▶ Stored dataset items:
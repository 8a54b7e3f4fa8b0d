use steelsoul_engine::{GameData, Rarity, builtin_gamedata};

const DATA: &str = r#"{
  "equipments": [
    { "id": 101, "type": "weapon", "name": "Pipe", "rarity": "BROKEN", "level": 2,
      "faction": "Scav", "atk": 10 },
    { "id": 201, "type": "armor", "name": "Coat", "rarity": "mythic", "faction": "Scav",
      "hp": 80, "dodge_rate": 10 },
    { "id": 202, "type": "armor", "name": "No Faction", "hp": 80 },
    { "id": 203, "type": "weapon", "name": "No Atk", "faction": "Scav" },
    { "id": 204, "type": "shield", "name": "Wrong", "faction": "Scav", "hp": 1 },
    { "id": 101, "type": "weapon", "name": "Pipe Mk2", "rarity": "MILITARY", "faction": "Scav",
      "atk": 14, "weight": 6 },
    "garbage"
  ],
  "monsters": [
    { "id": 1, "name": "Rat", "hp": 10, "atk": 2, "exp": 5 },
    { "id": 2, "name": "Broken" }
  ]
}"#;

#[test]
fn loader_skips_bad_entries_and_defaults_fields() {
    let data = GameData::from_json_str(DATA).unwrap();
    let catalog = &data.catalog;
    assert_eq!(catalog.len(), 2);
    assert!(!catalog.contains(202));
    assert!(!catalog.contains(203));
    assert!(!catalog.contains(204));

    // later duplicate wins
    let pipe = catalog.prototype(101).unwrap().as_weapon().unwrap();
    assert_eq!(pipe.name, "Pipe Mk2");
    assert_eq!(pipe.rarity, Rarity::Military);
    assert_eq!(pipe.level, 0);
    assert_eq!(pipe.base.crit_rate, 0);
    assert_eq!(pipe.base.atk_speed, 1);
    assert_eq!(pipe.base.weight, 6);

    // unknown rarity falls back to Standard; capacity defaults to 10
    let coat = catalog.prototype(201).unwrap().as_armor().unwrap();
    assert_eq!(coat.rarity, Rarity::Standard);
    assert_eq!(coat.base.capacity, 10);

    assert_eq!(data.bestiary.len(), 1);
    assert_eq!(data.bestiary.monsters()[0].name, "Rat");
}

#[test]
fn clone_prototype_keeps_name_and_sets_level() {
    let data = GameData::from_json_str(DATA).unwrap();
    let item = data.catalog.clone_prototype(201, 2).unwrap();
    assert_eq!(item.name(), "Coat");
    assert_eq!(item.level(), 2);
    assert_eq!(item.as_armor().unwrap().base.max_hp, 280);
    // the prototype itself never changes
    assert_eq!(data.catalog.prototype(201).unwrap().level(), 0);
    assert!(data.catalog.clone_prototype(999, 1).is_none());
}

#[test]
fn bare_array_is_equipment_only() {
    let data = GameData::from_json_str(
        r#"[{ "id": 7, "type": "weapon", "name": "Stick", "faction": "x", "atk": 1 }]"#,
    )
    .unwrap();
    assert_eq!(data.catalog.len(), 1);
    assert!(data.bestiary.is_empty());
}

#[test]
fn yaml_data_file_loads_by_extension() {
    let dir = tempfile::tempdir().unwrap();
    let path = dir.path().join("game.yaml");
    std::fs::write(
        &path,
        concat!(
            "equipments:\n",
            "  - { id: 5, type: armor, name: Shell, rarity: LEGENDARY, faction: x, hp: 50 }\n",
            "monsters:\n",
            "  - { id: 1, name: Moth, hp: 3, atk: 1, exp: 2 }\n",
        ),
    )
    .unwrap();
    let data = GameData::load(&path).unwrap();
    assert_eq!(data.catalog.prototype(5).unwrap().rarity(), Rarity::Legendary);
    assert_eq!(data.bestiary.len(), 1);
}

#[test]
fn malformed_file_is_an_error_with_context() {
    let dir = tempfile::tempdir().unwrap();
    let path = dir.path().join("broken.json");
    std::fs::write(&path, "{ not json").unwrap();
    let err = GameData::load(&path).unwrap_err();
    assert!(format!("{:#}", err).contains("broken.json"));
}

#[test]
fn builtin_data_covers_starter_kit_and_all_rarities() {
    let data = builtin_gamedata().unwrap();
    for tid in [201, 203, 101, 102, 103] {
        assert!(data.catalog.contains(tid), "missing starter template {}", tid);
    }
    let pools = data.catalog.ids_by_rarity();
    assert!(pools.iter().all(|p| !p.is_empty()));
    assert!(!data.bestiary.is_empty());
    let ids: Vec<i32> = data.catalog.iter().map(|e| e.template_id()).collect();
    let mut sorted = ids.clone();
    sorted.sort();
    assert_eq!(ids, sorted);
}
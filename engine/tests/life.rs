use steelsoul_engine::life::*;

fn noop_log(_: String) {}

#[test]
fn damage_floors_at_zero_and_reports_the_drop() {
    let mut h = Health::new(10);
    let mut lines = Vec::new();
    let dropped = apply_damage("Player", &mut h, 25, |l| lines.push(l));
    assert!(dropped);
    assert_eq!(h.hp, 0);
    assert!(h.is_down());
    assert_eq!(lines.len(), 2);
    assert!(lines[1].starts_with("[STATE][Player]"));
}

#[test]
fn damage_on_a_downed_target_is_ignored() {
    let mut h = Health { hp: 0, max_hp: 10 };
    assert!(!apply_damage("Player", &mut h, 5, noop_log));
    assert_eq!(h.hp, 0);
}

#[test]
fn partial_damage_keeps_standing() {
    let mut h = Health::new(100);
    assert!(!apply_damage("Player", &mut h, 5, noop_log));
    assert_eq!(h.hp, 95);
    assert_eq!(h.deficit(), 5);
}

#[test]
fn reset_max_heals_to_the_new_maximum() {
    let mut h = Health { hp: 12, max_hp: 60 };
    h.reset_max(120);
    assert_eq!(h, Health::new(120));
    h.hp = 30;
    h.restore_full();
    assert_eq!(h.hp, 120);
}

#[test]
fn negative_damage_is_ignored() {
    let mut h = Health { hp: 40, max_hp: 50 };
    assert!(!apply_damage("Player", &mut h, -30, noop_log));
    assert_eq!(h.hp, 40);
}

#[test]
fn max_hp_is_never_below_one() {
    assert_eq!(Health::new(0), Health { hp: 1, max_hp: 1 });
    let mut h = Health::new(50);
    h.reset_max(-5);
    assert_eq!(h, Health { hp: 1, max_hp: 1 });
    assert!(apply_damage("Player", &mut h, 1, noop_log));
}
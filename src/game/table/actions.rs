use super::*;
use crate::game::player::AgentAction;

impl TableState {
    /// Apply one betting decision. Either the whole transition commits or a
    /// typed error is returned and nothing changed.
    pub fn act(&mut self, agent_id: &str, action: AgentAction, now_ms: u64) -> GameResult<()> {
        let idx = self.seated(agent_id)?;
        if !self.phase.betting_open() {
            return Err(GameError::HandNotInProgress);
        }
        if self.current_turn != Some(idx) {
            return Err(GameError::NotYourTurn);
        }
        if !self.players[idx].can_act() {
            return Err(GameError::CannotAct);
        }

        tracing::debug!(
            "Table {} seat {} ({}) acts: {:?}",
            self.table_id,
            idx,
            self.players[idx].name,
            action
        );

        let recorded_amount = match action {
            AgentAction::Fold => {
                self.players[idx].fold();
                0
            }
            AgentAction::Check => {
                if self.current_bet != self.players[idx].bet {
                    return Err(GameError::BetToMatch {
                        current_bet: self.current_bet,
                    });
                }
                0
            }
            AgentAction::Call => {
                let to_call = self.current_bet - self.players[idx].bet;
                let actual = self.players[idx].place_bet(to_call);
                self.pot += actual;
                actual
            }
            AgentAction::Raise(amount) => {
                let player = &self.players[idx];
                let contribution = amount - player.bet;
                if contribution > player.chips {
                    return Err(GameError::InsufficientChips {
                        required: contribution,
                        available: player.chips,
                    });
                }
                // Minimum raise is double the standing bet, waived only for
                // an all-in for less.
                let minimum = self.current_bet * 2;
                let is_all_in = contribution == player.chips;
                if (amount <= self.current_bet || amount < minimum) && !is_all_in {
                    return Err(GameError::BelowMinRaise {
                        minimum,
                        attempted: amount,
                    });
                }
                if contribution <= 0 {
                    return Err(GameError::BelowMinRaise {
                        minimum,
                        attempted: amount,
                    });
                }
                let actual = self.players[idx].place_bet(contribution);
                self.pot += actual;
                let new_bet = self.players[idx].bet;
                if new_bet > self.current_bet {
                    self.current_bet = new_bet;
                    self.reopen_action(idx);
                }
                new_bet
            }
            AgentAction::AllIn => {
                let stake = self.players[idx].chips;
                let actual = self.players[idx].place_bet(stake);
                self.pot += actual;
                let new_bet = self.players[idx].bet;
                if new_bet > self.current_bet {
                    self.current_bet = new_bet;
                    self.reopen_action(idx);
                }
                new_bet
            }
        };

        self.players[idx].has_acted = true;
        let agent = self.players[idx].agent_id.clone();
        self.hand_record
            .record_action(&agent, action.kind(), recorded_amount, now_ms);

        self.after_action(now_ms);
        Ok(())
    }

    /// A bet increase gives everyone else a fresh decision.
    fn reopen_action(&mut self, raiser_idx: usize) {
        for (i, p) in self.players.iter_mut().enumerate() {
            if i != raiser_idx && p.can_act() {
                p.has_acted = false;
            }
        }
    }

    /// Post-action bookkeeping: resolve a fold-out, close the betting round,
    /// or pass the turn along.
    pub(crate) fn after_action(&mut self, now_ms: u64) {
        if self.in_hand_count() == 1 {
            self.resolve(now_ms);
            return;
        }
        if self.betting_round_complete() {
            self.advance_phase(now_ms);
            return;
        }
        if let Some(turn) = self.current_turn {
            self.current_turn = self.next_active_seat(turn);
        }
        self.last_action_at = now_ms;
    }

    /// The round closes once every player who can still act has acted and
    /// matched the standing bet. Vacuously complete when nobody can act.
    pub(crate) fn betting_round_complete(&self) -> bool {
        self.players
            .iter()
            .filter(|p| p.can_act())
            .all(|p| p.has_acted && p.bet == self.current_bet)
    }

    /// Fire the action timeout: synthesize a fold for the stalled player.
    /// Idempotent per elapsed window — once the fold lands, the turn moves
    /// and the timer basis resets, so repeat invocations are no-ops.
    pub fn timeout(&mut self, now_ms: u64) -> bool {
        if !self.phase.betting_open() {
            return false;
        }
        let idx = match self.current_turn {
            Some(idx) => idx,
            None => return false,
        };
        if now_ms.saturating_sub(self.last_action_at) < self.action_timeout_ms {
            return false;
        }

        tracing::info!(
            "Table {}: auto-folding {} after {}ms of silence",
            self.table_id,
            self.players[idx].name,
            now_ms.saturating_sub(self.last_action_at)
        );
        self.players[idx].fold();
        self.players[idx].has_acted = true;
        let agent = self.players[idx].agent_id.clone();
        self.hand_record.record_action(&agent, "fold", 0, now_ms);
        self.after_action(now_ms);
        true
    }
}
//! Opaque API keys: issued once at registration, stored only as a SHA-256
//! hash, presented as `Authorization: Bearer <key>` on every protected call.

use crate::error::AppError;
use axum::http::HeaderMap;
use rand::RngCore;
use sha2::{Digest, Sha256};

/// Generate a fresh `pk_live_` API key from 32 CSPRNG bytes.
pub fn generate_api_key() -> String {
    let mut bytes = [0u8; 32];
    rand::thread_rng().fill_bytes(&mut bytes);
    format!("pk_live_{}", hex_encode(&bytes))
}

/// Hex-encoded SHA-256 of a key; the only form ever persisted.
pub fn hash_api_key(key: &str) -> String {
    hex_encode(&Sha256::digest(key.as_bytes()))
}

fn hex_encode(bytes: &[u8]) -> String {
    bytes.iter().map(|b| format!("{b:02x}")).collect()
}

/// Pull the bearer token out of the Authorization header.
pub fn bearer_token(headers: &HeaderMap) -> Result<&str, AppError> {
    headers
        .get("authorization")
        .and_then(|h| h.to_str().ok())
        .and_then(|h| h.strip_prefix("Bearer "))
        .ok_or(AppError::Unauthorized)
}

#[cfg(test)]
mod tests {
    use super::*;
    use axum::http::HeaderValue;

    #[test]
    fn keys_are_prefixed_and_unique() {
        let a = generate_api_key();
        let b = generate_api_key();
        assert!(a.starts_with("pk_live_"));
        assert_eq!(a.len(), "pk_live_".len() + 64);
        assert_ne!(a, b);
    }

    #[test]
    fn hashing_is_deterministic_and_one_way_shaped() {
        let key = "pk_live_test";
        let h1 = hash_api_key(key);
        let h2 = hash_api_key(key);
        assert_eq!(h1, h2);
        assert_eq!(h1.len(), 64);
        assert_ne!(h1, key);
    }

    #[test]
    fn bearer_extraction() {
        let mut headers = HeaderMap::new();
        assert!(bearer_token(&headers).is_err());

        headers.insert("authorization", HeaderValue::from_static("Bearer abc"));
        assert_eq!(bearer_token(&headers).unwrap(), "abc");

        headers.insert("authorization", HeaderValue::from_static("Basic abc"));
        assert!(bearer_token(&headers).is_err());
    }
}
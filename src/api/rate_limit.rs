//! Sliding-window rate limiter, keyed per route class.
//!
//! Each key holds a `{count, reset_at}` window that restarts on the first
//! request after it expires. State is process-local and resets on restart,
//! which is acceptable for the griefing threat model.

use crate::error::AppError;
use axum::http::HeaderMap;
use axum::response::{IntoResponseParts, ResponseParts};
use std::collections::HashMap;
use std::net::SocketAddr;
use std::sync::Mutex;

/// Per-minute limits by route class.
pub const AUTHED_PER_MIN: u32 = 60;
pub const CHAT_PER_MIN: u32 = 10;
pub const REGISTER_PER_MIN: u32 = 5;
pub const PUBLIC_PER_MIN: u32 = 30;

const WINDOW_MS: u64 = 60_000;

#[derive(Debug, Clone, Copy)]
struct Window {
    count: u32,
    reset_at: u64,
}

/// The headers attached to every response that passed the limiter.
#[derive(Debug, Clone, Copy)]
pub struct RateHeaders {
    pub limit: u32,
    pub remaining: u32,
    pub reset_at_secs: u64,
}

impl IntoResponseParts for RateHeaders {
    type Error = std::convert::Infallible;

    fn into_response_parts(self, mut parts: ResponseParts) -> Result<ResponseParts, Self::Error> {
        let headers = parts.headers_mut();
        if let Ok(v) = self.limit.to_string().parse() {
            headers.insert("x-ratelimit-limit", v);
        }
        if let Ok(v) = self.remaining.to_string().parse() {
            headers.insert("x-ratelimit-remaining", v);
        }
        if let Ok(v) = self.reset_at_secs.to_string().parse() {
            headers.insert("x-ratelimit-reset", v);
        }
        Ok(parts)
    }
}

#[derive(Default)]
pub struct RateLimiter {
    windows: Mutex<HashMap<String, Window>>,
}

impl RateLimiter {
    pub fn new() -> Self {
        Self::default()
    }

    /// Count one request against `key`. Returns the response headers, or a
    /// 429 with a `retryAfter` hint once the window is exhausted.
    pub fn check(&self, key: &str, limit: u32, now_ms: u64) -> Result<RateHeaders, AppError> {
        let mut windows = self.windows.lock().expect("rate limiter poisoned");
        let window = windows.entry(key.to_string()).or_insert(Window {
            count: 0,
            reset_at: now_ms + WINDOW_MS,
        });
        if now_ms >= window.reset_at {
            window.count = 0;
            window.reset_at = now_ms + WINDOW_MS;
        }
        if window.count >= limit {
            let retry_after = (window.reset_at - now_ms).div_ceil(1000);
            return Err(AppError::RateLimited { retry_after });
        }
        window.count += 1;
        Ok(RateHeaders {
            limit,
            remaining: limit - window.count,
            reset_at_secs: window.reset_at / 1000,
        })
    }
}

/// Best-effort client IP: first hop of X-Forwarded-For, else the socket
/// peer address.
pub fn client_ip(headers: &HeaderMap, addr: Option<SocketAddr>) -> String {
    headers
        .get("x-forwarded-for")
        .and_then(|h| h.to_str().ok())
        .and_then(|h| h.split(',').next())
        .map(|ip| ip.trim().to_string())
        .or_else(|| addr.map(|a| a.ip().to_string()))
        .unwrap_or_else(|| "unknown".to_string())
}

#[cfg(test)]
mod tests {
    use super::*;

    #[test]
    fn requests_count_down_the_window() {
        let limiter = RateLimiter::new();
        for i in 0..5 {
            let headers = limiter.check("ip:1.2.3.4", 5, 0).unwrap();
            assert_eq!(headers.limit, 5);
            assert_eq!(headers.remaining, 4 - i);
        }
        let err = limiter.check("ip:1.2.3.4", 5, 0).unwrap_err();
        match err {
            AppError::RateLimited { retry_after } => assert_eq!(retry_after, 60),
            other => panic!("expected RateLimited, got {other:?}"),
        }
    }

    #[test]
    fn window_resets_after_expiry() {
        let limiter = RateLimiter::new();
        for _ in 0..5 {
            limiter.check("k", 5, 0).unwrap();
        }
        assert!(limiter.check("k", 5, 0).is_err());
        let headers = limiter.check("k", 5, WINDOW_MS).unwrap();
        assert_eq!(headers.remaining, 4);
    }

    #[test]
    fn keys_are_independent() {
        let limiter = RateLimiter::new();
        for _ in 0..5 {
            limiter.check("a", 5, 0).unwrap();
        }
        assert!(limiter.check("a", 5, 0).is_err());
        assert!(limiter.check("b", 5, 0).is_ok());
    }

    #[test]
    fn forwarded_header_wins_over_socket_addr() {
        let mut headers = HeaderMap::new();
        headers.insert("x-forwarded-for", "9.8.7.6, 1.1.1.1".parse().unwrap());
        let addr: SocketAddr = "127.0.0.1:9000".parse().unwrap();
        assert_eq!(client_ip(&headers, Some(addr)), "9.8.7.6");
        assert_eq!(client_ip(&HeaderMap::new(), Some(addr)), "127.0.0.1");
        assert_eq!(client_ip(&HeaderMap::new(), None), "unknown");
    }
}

▶ WHAT YOU NEED TO DO: Scan the records above, then copy out each line that mentions "SocketAddr".

▶ REPLY TO THE EXERCISE:
use std::net::SocketAddr;
pub fn client_ip(headers: &HeaderMap, addr: Option<SocketAddr>) -> String {
        let addr: SocketAddr = "127.0.0.1:9000".parse().unwrap();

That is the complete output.